Do these models (and their accuracy) change as a function of speaking task (Supplementary Table 3)?

When vocal expression for the Picture and Free Recall speaking tasks were modeled separately, there was a general improvement in hit rate, even though there were fewer samples available for analysis. Accuracy improvement was particularly notable when modeling alogia from the Picture Task data, where average accuracy reached 99% and 96% in the training and test sets respectively. Predicted scores from the BvA and Alogia models (i.e., ML BvA /alogia) showed high convergence with clinical ratings of BvA and Alogia (i.e., clinically rated BvA/alogia; r’s = 0.73 and 0.57 respectively, p’s < 0.001). Predicted BvA and Alogia scores were modestly related to each other (r = 0.25, p < 0.01) as were clinical ratings of BvA and Alogia (r = 0.46, p < 0.01).

To evaluate whether these models were equivalent, we extended our cross-validation approach by applying the models developed for one task to the other task (see Supplementary Table 3). Adjusted accuracy dropped to near chance levels, suggesting that the models were task-specific. For example, accuracy for predicting alogia from a speech in the picture task dropped from 99% (in the training set) to 50% when applied to the Free Speech task. The range of adjusted accuracy rates ranged from 0.50 to 0.63; all much lower than those seen in Table 1.

Table 1 Summary of ML-based analyses, predicting clinical ratings of blunted vocal affect and alogia.

These data suggest that model accuracy is enhanced by considering speaking task. For consequent analyses, we employed machine-learning scores from the Picture Task data, as these models showed the highest accuracy in predicting clinical ratings and had more samples available for analysis. For participants completing the Picture Task, 68% (N = 39; K audio samples = 915) of participants were BvA negative while 32% (N = 18; K = 317 audio samples) were BvA positive. 82% (N = 39; K audio samples = 1220) of participants were alogia-negative while 18% (N = 10; K audio samples = 140) were alogia-positive.

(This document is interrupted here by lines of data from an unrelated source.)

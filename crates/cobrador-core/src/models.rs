//! Domain model shared across the pipeline.
//!
//! Charges and tax documents are produced by the accounting service and are
//! re-fetched on every pass. Boletos and PIX codes are the machine-payable
//! forms the pipeline derives from them.

use std::collections::BTreeSet;
use std::fmt;

use chrono::{DateTime, NaiveDate, Utc};
use rust_decimal::Decimal;
use serde::{Deserialize, Serialize};

use crate::{CobradorError, CobradorResult};

/// Every PIX copy-and-paste payload (BR-Code) starts with this header.
pub const BR_CODE_PREFIX: &str = "00020101";

/// Number of digits in a boleto digitable line once separators are removed.
pub const PAYMENT_CODE_DIGITS: usize = 48;

/// Tags that mark an accounting document as a payable tax document.
pub const TAX_DOCUMENT_TAGS: [&str; 2] = ["guia", "Boleto"];

/// Charge status as reported by the accounting service.
#[derive(Debug, Clone, Copy, PartialEq, Eq, Serialize, Deserialize)]
#[serde(rename_all = "SCREAMING_SNAKE_CASE")]
pub enum ChargeStatus {
    Pending,
    Overdue,
    Received,
    /// Any status this system does not act upon (confirmed, refunded, ...).
    #[serde(other)]
    Other,
}

impl ChargeStatus {
    /// Whether a charge in this status is still waiting to be paid.
    #[must_use]
    pub fn is_payable(self) -> bool {
        matches!(self, Self::Pending | Self::Overdue)
    }
}

/// A pending financial charge.
#[derive(Debug, Clone, PartialEq, Serialize, Deserialize)]
#[serde(rename_all = "camelCase")]
pub struct Charge {
    pub id: String,
    pub status: ChargeStatus,
    #[serde(default)]
    pub description: Option<String>,
    pub value: Decimal,
    pub invoice_url: String,
}

/// A charge enriched with the PIX code scraped from its invoice page.
#[derive(Debug, Clone, PartialEq, Serialize)]
#[serde(rename_all = "camelCase")]
pub struct ChargeWithPix {
    #[serde(flatten)]
    pub charge: Charge,
    pub pix_code: Option<PixCode>,
}

impl ChargeWithPix {
    #[must_use]
    pub fn new(charge: Charge, pix_code: Option<PixCode>) -> Self {
        Self { charge, pix_code }
    }
}

/// A validated PIX copy-and-paste payload.
///
/// Construction only succeeds for strings carrying the BR-Code header, so a
/// `PixCode` value is always safe to hand to the bank.
#[derive(Debug, Clone, PartialEq, Eq, Hash, Serialize)]
#[serde(transparent)]
pub struct PixCode(String);

impl PixCode {
    /// Accepts `candidate` if, once trimmed, it starts with the BR-Code header.
    #[must_use]
    pub fn parse(candidate: &str) -> Option<Self> {
        let trimmed = candidate.trim();
        if trimmed.starts_with(BR_CODE_PREFIX) {
            Some(Self(trimmed.to_string()))
        } else {
            None
        }
    }

    #[must_use]
    pub fn as_str(&self) -> &str {
        &self.0
    }
}

impl fmt::Display for PixCode {
    fn fmt(&self, f: &mut fmt::Formatter<'_>) -> fmt::Result {
        f.write_str(&self.0)
    }
}

/// A document stored in the accounting service.
///
/// `payment_code`, `value` and `expiration_date` are never sent by upstream;
/// they are filled in from the boleto file the first time the document is
/// seen.
#[derive(Debug, Clone, PartialEq, Serialize, Deserialize)]
#[serde(rename_all = "camelCase")]
pub struct TaxDocument {
    pub id: String,
    pub name: String,
    #[serde(default)]
    pub title: Option<String>,
    #[serde(default)]
    pub description: Option<String>,
    #[serde(default)]
    pub tags: BTreeSet<String>,
    pub created_at: DateTime<Utc>,
    #[serde(default, rename = "payment_code", skip_serializing_if = "Option::is_none")]
    pub payment_code: Option<String>,
    #[serde(default, rename = "value", skip_serializing_if = "Option::is_none")]
    pub value: Option<String>,
    #[serde(default, rename = "expiration_date", skip_serializing_if = "Option::is_none")]
    pub expiration_date: Option<String>,
}

impl TaxDocument {
    /// Whether the document carries one of the tax tags (case-sensitive).
    #[must_use]
    pub fn is_tax_relevant(&self) -> bool {
        TAX_DOCUMENT_TAGS.iter().any(|tag| self.tags.contains(*tag))
    }

    /// Attaches the fields extracted from the document's boleto file.
    #[must_use]
    pub fn with_boleto(mut self, boleto: &Boleto) -> Self {
        self.payment_code = non_empty(&boleto.payment_code);
        self.value = non_empty(&boleto.value);
        self.expiration_date = non_empty(&boleto.expiration_date);
        self
    }
}

fn non_empty(value: &str) -> Option<String> {
    if value.is_empty() {
        None
    } else {
        Some(value.to_string())
    }
}

/// Strips the separators (spaces, hyphens) a digitable line is printed with.
#[must_use]
pub fn normalize_payment_code(raw: &str) -> String {
    raw.chars()
        .filter(|c| !c.is_whitespace() && *c != '-')
        .collect()
}

/// Boleto payment data, as extracted from a document.
///
/// Any field may be empty when the extractor could not find it. An empty or
/// malformed boleto is a valid extraction result but is never payable, see
/// [`Boleto::ensure_payable`].
#[derive(Debug, Clone, Default, PartialEq, Eq, Serialize, Deserialize)]
pub struct Boleto {
    pub payment_code: String,
    pub value: String,
    pub expiration_date: String,
}

impl Boleto {
    /// Normalizes the payment code and checks every non-empty field's shape.
    ///
    /// # Errors
    ///
    /// Returns [`CobradorError::Extraction`] if the payment code is not
    /// exactly 48 digits, the value lacks two fraction digits, or the
    /// expiration date is not an ISO-8601 date.
    pub fn validate(self) -> CobradorResult<Self> {
        let payment_code = normalize_payment_code(&self.payment_code);
        if !payment_code.is_empty() && !is_payment_code(&payment_code) {
            return Err(CobradorError::Extraction(format!(
                "payment_code must have exactly {PAYMENT_CODE_DIGITS} digits, got {}",
                payment_code.len()
            )));
        }

        let value = self.value.trim().to_string();
        if !value.is_empty() && !is_two_decimal(&value) {
            return Err(CobradorError::Extraction(format!(
                "value must be a decimal with two fraction digits, got {value:?}"
            )));
        }

        let expiration_date = self.expiration_date.trim().to_string();
        if !expiration_date.is_empty()
            && NaiveDate::parse_from_str(&expiration_date, "%Y-%m-%d").is_err()
        {
            return Err(CobradorError::Extraction(format!(
                "expiration_date must be an ISO-8601 date, got {expiration_date:?}"
            )));
        }

        Ok(Self {
            payment_code,
            value,
            expiration_date,
        })
    }

    /// Parsed amount, if the value is present and well-formed.
    #[must_use]
    pub fn amount(&self) -> Option<Decimal> {
        self.value.parse().ok()
    }

    /// Parsed due date, if present and well-formed.
    #[must_use]
    pub fn due_date(&self) -> Option<NaiveDate> {
        NaiveDate::parse_from_str(&self.expiration_date, "%Y-%m-%d").ok()
    }

    /// Checks the boleto can be submitted to the bank.
    ///
    /// # Errors
    ///
    /// Returns [`CobradorError::Payment`] if the code, amount or due date is
    /// missing or malformed.
    pub fn ensure_payable(&self) -> CobradorResult<()> {
        let code = normalize_payment_code(&self.payment_code);
        if code.is_empty() {
            return Err(CobradorError::Payment(
                "boleto has no payment code".to_string(),
            ));
        }
        if !is_payment_code(&code) {
            return Err(CobradorError::Payment(format!(
                "boleto payment code has {} digits, expected {PAYMENT_CODE_DIGITS}",
                code.len()
            )));
        }
        match self.amount() {
            Some(amount) if amount > Decimal::ZERO => {}
            _ => {
                return Err(CobradorError::Payment(format!(
                    "boleto amount {:?} is not a positive decimal",
                    self.value
                )))
            }
        }
        if self.due_date().is_none() {
            return Err(CobradorError::Payment(format!(
                "boleto due date {:?} is not an ISO-8601 date",
                self.expiration_date
            )));
        }
        Ok(())
    }
}

fn is_payment_code(code: &str) -> bool {
    code.len() == PAYMENT_CODE_DIGITS && code.chars().all(|c| c.is_ascii_digit())
}

fn is_two_decimal(value: &str) -> bool {
    match value.split_once('.') {
        Some((int, frac)) => {
            !int.is_empty()
                && int.chars().all(|c| c.is_ascii_digit())
                && frac.len() == 2
                && frac.chars().all(|c| c.is_ascii_digit())
        }
        None => false,
    }
}
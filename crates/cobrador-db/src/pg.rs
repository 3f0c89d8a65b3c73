//! PostgreSQL-backed store.

use std::collections::HashSet;
use std::time::Duration;

use async_trait::async_trait;
use sqlx::postgres::PgPoolOptions;
use sqlx::PgPool;
use tracing::{debug, info};

use crate::error::{StoreError, StoreResult};
use crate::models::{NewDocument, NewPaymentEvent, PersistedDocument, PaymentEvent};
use crate::store::{DocumentStore, PaymentLedger};

/// Store over a PostgreSQL connection pool.
#[derive(Debug, Clone)]
pub struct PgStore {
    pool: PgPool,
}

impl PgStore {
    /// Connect to the database at `database_url`.
    ///
    /// # Errors
    ///
    /// Returns `StoreError::ConnectionFailed` if no connection can be made.
    pub async fn connect(database_url: &str) -> StoreResult<Self> {
        let pool = PgPoolOptions::new()
            .max_connections(5)
            .acquire_timeout(Duration::from_secs(10))
            .connect(database_url)
            .await
            .map_err(StoreError::ConnectionFailed)?;
        Ok(Self { pool })
    }

    /// Get the underlying pool.
    #[must_use]
    pub fn pool(&self) -> &PgPool {
        &self.pool
    }

    /// Run all pending database migrations.
    ///
    /// Migrations are embedded at compile time from the `migrations/` directory.
    ///
    /// # Errors
    ///
    /// Returns `StoreError::MigrationFailed` if any migration fails to apply.
    pub async fn run_migrations(&self) -> StoreResult<()> {
        info!("Running database migrations...");
        sqlx::migrate!("./migrations").run(&self.pool).await?;
        info!("Migrations completed successfully");
        Ok(())
    }
}

#[async_trait]
impl DocumentStore for PgStore {
    async fn document_ids(&self) -> StoreResult<HashSet<String>> {
        let ids = PersistedDocument::list_ids(&self.pool).await?;
        Ok(ids.into_iter().collect())
    }

    async fn insert_document(&self, document: &NewDocument) -> StoreResult<bool> {
        let inserted = PersistedDocument::insert_if_absent(&self.pool, document).await?;
        debug!(document_id = %document.id, inserted, "Document insert");
        Ok(inserted)
    }

    async fn find_document(&self, id: &str) -> StoreResult<Option<PersistedDocument>> {
        Ok(PersistedDocument::find_by_id(&self.pool, id).await?)
    }

    async fn mark_paid(&self, id: &str) -> StoreResult<bool> {
        if PersistedDocument::mark_paid(&self.pool, id).await? {
            return Ok(true);
        }
        match PersistedDocument::find_by_id(&self.pool, id).await? {
            Some(_) => Ok(false),
            None => Err(StoreError::NotFound(format!("document {id}"))),
        }
    }
}

#[async_trait]
impl PaymentLedger for PgStore {
    async fn has_payment(&self, id: &str) -> StoreResult<bool> {
        Ok(PaymentEvent::exists(&self.pool, id).await?)
    }

    async fn record_payment(&self, event: &NewPaymentEvent) -> StoreResult<bool> {
        let inserted = PaymentEvent::insert_if_absent(&self.pool, event).await?;
        debug!(payment_id = %event.id, inserted, "Payment event insert");
        Ok(inserted)
    }

    async fn find_payment(&self, id: &str) -> StoreResult<Option<PaymentEvent>> {
        Ok(PaymentEvent::find_by_id(&self.pool, id).await?)
    }
}
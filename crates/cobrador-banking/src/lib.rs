//! Banking service client for cobrador.
//!
//! Authenticates with a client certificate over mutual TLS, obtains a
//! client-credentials token, and submits PIX transfers and boleto payments.

pub mod auth;
pub mod client;
pub mod error;
pub mod identity;
pub mod payment;

pub use auth::BankingSession;
pub use client::BankingClient;
pub use error::{BankingError, BankingResult};
pub use payment::{
    AccountType, BoletoPayment, FinancialInstitution, PixDestination, PixPayment,
    PixPaymentResponse,
};
//! Port implementations for the concrete clients.

use async_trait::async_trait;
use cobrador_accounting::{AccountingClient, AccountingSession};
use cobrador_banking::{BankingClient, BankingSession, PixPayment};
use cobrador_core::{Boleto, Charge, CobradorResult, PixCode, TaxDocument};
use cobrador_extract::InvoiceScraper;

use crate::ports::{AccountingSource, PaymentGateway, PixCodeSource};

#[async_trait]
impl AccountingSource for AccountingClient {
    type Session = AccountingSession;

    async fn authenticate(&self) -> CobradorResult<AccountingSession> {
        Ok(AccountingClient::authenticate(self).await?)
    }

    async fn list_pending_charges(&self, session: &AccountingSession) -> CobradorResult<Vec<Charge>> {
        Ok(AccountingClient::list_pending_charges(self, session).await?)
    }

    async fn list_tax_documents(
        &self,
        session: &AccountingSession,
    ) -> CobradorResult<Vec<TaxDocument>> {
        Ok(AccountingClient::list_tax_documents(self, session).await?)
    }

    async fn resolve_document_payment_code(
        &self,
        session: &AccountingSession,
        document_id: &str,
    ) -> CobradorResult<Boleto> {
        Ok(AccountingClient::resolve_document_payment_code(self, session, document_id).await?)
    }
}

#[async_trait]
impl PixCodeSource for InvoiceScraper {
    async fn extract_pix_code(&self, page_url: &str) -> Option<PixCode> {
        InvoiceScraper::extract_pix_code(self, page_url).await
    }
}

#[async_trait]
impl PaymentGateway for BankingClient {
    type Session = BankingSession;

    async fn authenticate(&self) -> CobradorResult<BankingSession> {
        Ok(BankingClient::authenticate(self).await?)
    }

    async fn pay_pix(&self, payment: &PixPayment, session: &BankingSession) -> CobradorResult<String> {
        Ok(BankingClient::pay_pix(self, payment, session).await?)
    }

    async fn pay_boleto(&self, boleto: &Boleto, session: &BankingSession) -> CobradorResult<()> {
        Ok(BankingClient::pay_boleto(self, boleto, session).await?)
    }
}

Do machine-learning scores converge with demographic, diagnostic, clinical, and functioning variables? (Table 2 and 3)

Neither predicted scores nor clinical ratings significantly differed between men (n = 35) and women (n = 22; t’s < 1.26, p’s > 0.21, d’s < 0.35). In contrast, predicted and clinically rated alogia were more severe/higher in men than women at a trend level or greater (t = 4.41, p < 0.01, d = 1.20 and t = 1.77, p = 0.08, d = 0.44) respectively. African-Americans (n = 30) and Caucasian (n = 27) participants did not significantly differ in predicted scores or clinical ratings (t’s < 1.36, p’s > 0.18, d’s < 0.36). Age was not significantly correlated with predicted scores (absolute value of r’s < 0.14, p’s > 0.31) or clinical ratings (absolute value of r’s < 0.25, p’s > 0.07).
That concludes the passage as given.